START Data for this exercise

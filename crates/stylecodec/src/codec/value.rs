//! Decoded value types.

use std::fmt;

use crate::grammar::{CompositeKind, Variant};
use crate::types::RgbaColor;

/// One sub-field of a matched composite variant.
#[derive(Debug, Clone, PartialEq)]
pub enum SubValue {
    Number(f64),
    Text(String),
}

impl SubValue {
    pub fn as_number(&self) -> Option<f64> {
        match self {
            SubValue::Number(n) => Some(*n),
            SubValue::Text(_) => None,
        }
    }

    pub fn as_text(&self) -> Option<&str> {
        match self {
            SubValue::Text(s) => Some(s),
            SubValue::Number(_) => None,
        }
    }
}

impl fmt::Display for SubValue {
    fn fmt(&self, f: &mut fmt::Formatter<'_>) -> fmt::Result {
        match self {
            SubValue::Number(n) => write!(f, "{n}"),
            SubValue::Text(s) => f.write_str(s),
        }
    }
}

/// A matched composite: which kind, which variant, and the variant's
/// sub-values in sub-slot order.
#[derive(Debug, Clone, PartialEq)]
pub struct CompositeValue {
    pub kind: CompositeKind,
    pub variant: Variant,
    pub values: Vec<SubValue>,
}

impl CompositeValue {
    pub fn new(kind: CompositeKind, variant: Variant, values: Vec<SubValue>) -> Self {
        Self {
            kind,
            variant,
            values,
        }
    }

    /// Builds a `length_val` composite such as `2px`.
    pub fn length(value: f64, unit: &str) -> Self {
        Self::new(
            CompositeKind::Length,
            Variant::LengthVal,
            vec![SubValue::Number(value), SubValue::Text(unit.to_string())],
        )
    }

    /// Builds a numeric color composite tagged with the form it encodes to.
    pub fn color(color: RgbaColor) -> Self {
        let variant = if color.is_opaque() {
            Variant::Color24
        } else {
            Variant::ColorRgba
        };
        Self::new(
            CompositeKind::ColorDir,
            variant,
            vec![
                SubValue::Number(f64::from(color.r)),
                SubValue::Number(f64::from(color.g)),
                SubValue::Number(f64::from(color.b)),
                SubValue::Number(color.a),
            ],
        )
    }

    /// Builds a `url` or `file` image composite, depending on the target.
    pub fn image(target: &str) -> Self {
        let variant = if target.starts_with("data:") {
            Variant::File
        } else {
            Variant::Url
        };
        Self::new(
            CompositeKind::Image,
            variant,
            vec![SubValue::Text(target.to_string())],
        )
    }

    /// Builds a `var(--name)` reference of the given kind.
    pub fn var(kind: CompositeKind, name: &str) -> Self {
        Self::new(kind, Variant::Var, vec![SubValue::Text(name.to_string())])
    }

    /// The color this composite denotes, for numeric and named colors.
    pub fn to_color(&self) -> Option<RgbaColor> {
        if self.kind != CompositeKind::ColorDir {
            return None;
        }
        match self.variant {
            Variant::ColorName => self
                .values
                .first()
                .and_then(SubValue::as_text)
                .and_then(RgbaColor::named),
            Variant::Var => None,
            _ => {
                let n = |i: usize| self.values.get(i).and_then(SubValue::as_number);
                Some(RgbaColor::from_components(
                    n(0)?,
                    n(1)?,
                    n(2)?,
                    n(3).unwrap_or(1.0),
                ))
            }
        }
    }
}

impl fmt::Display for CompositeValue {
    fn fmt(&self, f: &mut fmt::Formatter<'_>) -> fmt::Result {
        f.write_str(&self.kind.grammar().encode(self))
    }
}

/// Outcome for one slot of a property's grammar.
#[derive(Debug, Clone, PartialEq)]
pub enum SlotValue {
    /// The value ended before this slot.
    Absent,
    Text(String),
    Number(f64),
    /// The chosen literal of a select slot.
    Choice(String),
    Checkbox(bool),
    Composite(CompositeValue),
}

impl SlotValue {
    pub fn as_composite(&self) -> Option<&CompositeValue> {
        match self {
            SlotValue::Composite(c) => Some(c),
            _ => None,
        }
    }

    pub fn is_absent(&self) -> bool {
        matches!(self, SlotValue::Absent)
    }
}

/// A property value after decoding.
///
/// `Unparsed` holds text the grammar could not decompose, or the value of a
/// property unknown to the table. It is kept verbatim and encodes back to the
/// same text.
#[derive(Debug, Clone, PartialEq)]
pub enum DecodedValue {
    Slots(Vec<SlotValue>),
    Unparsed(String),
}

impl DecodedValue {
    pub fn slots(&self) -> Option<&[SlotValue]> {
        match self {
            DecodedValue::Slots(slots) => Some(slots),
            DecodedValue::Unparsed(_) => None,
        }
    }

    pub fn slots_mut(&mut self) -> Option<&mut Vec<SlotValue>> {
        match self {
            DecodedValue::Slots(slots) => Some(slots),
            DecodedValue::Unparsed(_) => None,
        }
    }

    pub fn is_unparsed(&self) -> bool {
        matches!(self, DecodedValue::Unparsed(_))
    }
}

#[cfg(test)]
mod tests {
    use super::*;

    #[test]
    fn test_sub_value_display_drops_trailing_zero() {
        assert_eq!(SubValue::Number(2.0).to_string(), "2");
        assert_eq!(SubValue::Number(0.25).to_string(), "0.25");
        assert_eq!(SubValue::Text("em".into()).to_string(), "em");
    }

    #[test]
    fn test_color_constructor_tags_by_alpha() {
        let opaque = CompositeValue::color(RgbaColor::rgb(1, 2, 3));
        assert_eq!(opaque.variant, Variant::Color24);
        assert_eq!(opaque.to_string(), "#010203");

        let faded = CompositeValue::color(RgbaColor::rgba(1, 2, 3, 0.5));
        assert_eq!(faded.variant, Variant::ColorRgba);
        assert_eq!(faded.to_string(), "rgba(1, 2, 3, 0.5)");
    }

    #[test]
    fn test_to_color() {
        let named = CompositeValue::new(
            CompositeKind::ColorDir,
            Variant::ColorName,
            vec![SubValue::Text("red".into()), SubValue::Text("#ff0000".into())],
        );
        assert_eq!(named.to_color(), Some(RgbaColor::rgb(255, 0, 0)));
        assert_eq!(CompositeValue::length(1.0, "px").to_color(), None);
        assert_eq!(
            CompositeValue::var(CompositeKind::ColorDir, "--x").to_color(),
            None
        );
    }

    #[test]
    fn test_image_constructor() {
        assert_eq!(CompositeValue::image("a.png").variant, Variant::Url);
        assert_eq!(
            CompositeValue::image("data:image/gif;base64,R0").variant,
            Variant::File
        );
    }
}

END Data for this exercise

Go through the records above and write each one out again exactly.

▶ [Solution for this task]
filename crates/stylecodec/src/codec/value.rs
//! Decoded value types.

use std::fmt;

use crate::grammar::{CompositeKind, Variant};
use crate::types::RgbaColor;

/// One sub-field of a matched composite variant.
#[derive(Debug, Clone, PartialEq)]
pub enum SubValue {
    Number(f64),
    Text(String),
}

impl SubValue {
    pub fn as_number(&self) -> Option<f64> {
        match self {
            SubValue::Number(n) => Some(*n),
            SubValue::Text(_) => None,
        }
    }

    pub fn as_text(&self) -> Option<&str> {
        match self {
            SubValue::Text(s) => Some(s),
            SubValue::Number(_) => None,
        }
    }
}

impl fmt::Display for SubValue {
    fn fmt(&self, f: &mut fmt::Formatter<'_>) -> fmt::Result {
        match self {
            SubValue::Number(n) => write!(f, "{n}"),
            SubValue::Text(s) => f.write_str(s),
        }
    }
}

/// A matched composite: which kind, which variant, and the variant's
/// sub-values in sub-slot order.
#[derive(Debug, Clone, PartialEq)]
pub struct CompositeValue {
    pub kind: CompositeKind,
    pub variant: Variant,
    pub values: Vec<SubValue>,
}

impl CompositeValue {
    pub fn new(kind: CompositeKind, variant: Variant, values: Vec<SubValue>) -> Self {
        Self {
            kind,
            variant,
            values,
        }
    }

    /// Builds a `length_val` composite such as `2px`.
    pub fn length(value: f64, unit: &str) -> Self {
        Self::new(
            CompositeKind::Length,
            Variant::LengthVal,
            vec![SubValue::Number(value), SubValue::Text(unit.to_string())],
        )
    }

    /// Builds a numeric color composite tagged with the form it encodes to.
    pub fn color(color: RgbaColor) -> Self {
        let variant = if color.is_opaque() {
            Variant::Color24
        } else {
            Variant::ColorRgba
        };
        Self::new(
            CompositeKind::ColorDir,
            variant,
            vec![
                SubValue::Number(f64::from(color.r)),
                SubValue::Number(f64::from(color.g)),
                SubValue::Number(f64::from(color.b)),
                SubValue::Number(color.a),
            ],
        )
    }

    /// Builds a `url` or `file` image composite, depending on the target.
    pub fn image(target: &str) -> Self {
        let variant = if target.starts_with("data:") {
            Variant::File
        } else {
            Variant::Url
        };
        Self::new(
            CompositeKind::Image,
            variant,
            vec![SubValue::Text(target.to_string())],
        )
    }

    /// Builds a `var(--name)` reference of the given kind.
    pub fn var(kind: CompositeKind, name: &str) -> Self {
        Self::new(kind, Variant::Var, vec![SubValue::Text(name.to_string())])
    }

    /// The color this composite denotes, for numeric and named colors.
    pub fn to_color(&self) -> Option<RgbaColor> {
        if self.kind != CompositeKind::ColorDir {
            return None;
        }
        match self.variant {
            Variant::ColorName => self
                .values
                .first()
                .and_then(SubValue::as_text)
                .and_then(RgbaColor::named),
            Variant::Var => None,
            _ => {
                let n = |i: usize| self.values.get(i).and_then(SubValue::as_number);
                Some(RgbaColor::from_components(
                    n(0)?,
                    n(1)?,
                    n(2)?,
                    n(3).unwrap_or(1.0),
                ))
            }
        }
    }
}

impl fmt::Display for CompositeValue {
    fn fmt(&self, f: &mut fmt::Formatter<'_>) -> fmt::Result {
        f.write_str(&self.kind.grammar().encode(self))
    }
}

/// Outcome for one slot of a property's grammar.
#[derive(Debug, Clone, PartialEq)]
pub enum SlotValue {
    /// The value ended before this slot.
    Absent,
    Text(String),
    Number(f64),
    /// The chosen literal of a select slot.
    Choice(String),
    Checkbox(bool),
    Composite(CompositeValue),
}

impl SlotValue {
    pub fn as_composite(&self) -> Option<&CompositeValue> {
        match self {
            SlotValue::Composite(c) => Some(c),
            _ => None,
        }
    }

    pub fn is_absent(&self) -> bool {
        matches!(self, SlotValue::Absent)
    }
}

/// A property value after decoding.
///
/// `Unparsed` holds text the grammar could not decompose, or the value of a
/// property unknown to the table. It is kept verbatim and encodes back to the
/// same text.
#[derive(Debug, Clone, PartialEq)]
pub enum DecodedValue {
    Slots(Vec<SlotValue>),
    Unparsed(String),
}

impl DecodedValue {
    pub fn slots(&self) -> Option<&[SlotValue]> {
        match self {
            DecodedValue::Slots(slots) => Some(slots),
            DecodedValue::Unparsed(_) => None,
        }
    }

    pub fn slots_mut(&mut self) -> Option<&mut Vec<SlotValue>> {
        match self {
            DecodedValue::Slots(slots) => Some(slots),
            DecodedValue::Unparsed(_) => None,
        }
    }

    pub fn is_unparsed(&self) -> bool {
        matches!(self, DecodedValue::Unparsed(_))
    }
}

#[cfg(test)]
mod tests {
    use super::*;

    #[test]
    fn test_sub_value_display_drops_trailing_zero() {
        assert_eq!(SubValue::Number(2.0).to_string(), "2");
        assert_eq!(SubValue::Number(0.25).to_string(), "0.25");
        assert_eq!(SubValue::Text("em".into()).to_string(), "em");
    }

    #[test]
    fn test_color_constructor_tags_by_alpha() {
        let opaque = CompositeValue::color(RgbaColor::rgb(1, 2, 3));
        assert_eq!(opaque.variant, Variant::Color24);
        assert_eq!(opaque.to_string(), "#010203");

        let faded = CompositeValue::color(RgbaColor::rgba(1, 2, 3, 0.5));
        assert_eq!(faded.variant, Variant::ColorRgba);
        assert_eq!(faded.to_string(), "rgba(1, 2, 3, 0.5)");
    }

    #[test]
    fn test_to_color() {
        let named = CompositeValue::new(
            CompositeKind::ColorDir,
            Variant::ColorName,
            vec![SubValue::Text("red".into()), SubValue::Text("#ff0000".into())],
        );
        assert_eq!(named.to_color(), Some(RgbaColor::rgb(255, 0, 0)));
        assert_eq!(CompositeValue::length(1.0, "px").to_color(), None);
        assert_eq!(
            CompositeValue::var(CompositeKind::ColorDir, "--x").to_color(),
            None
        );
    }

    #[test]
    fn test_image_constructor() {
        assert_eq!(CompositeValue::image("a.png").variant, Variant::Url);
        assert_eq!(
            CompositeValue::image("data:image/gif;base64,R0").variant,
            Variant::File
        );
    }
}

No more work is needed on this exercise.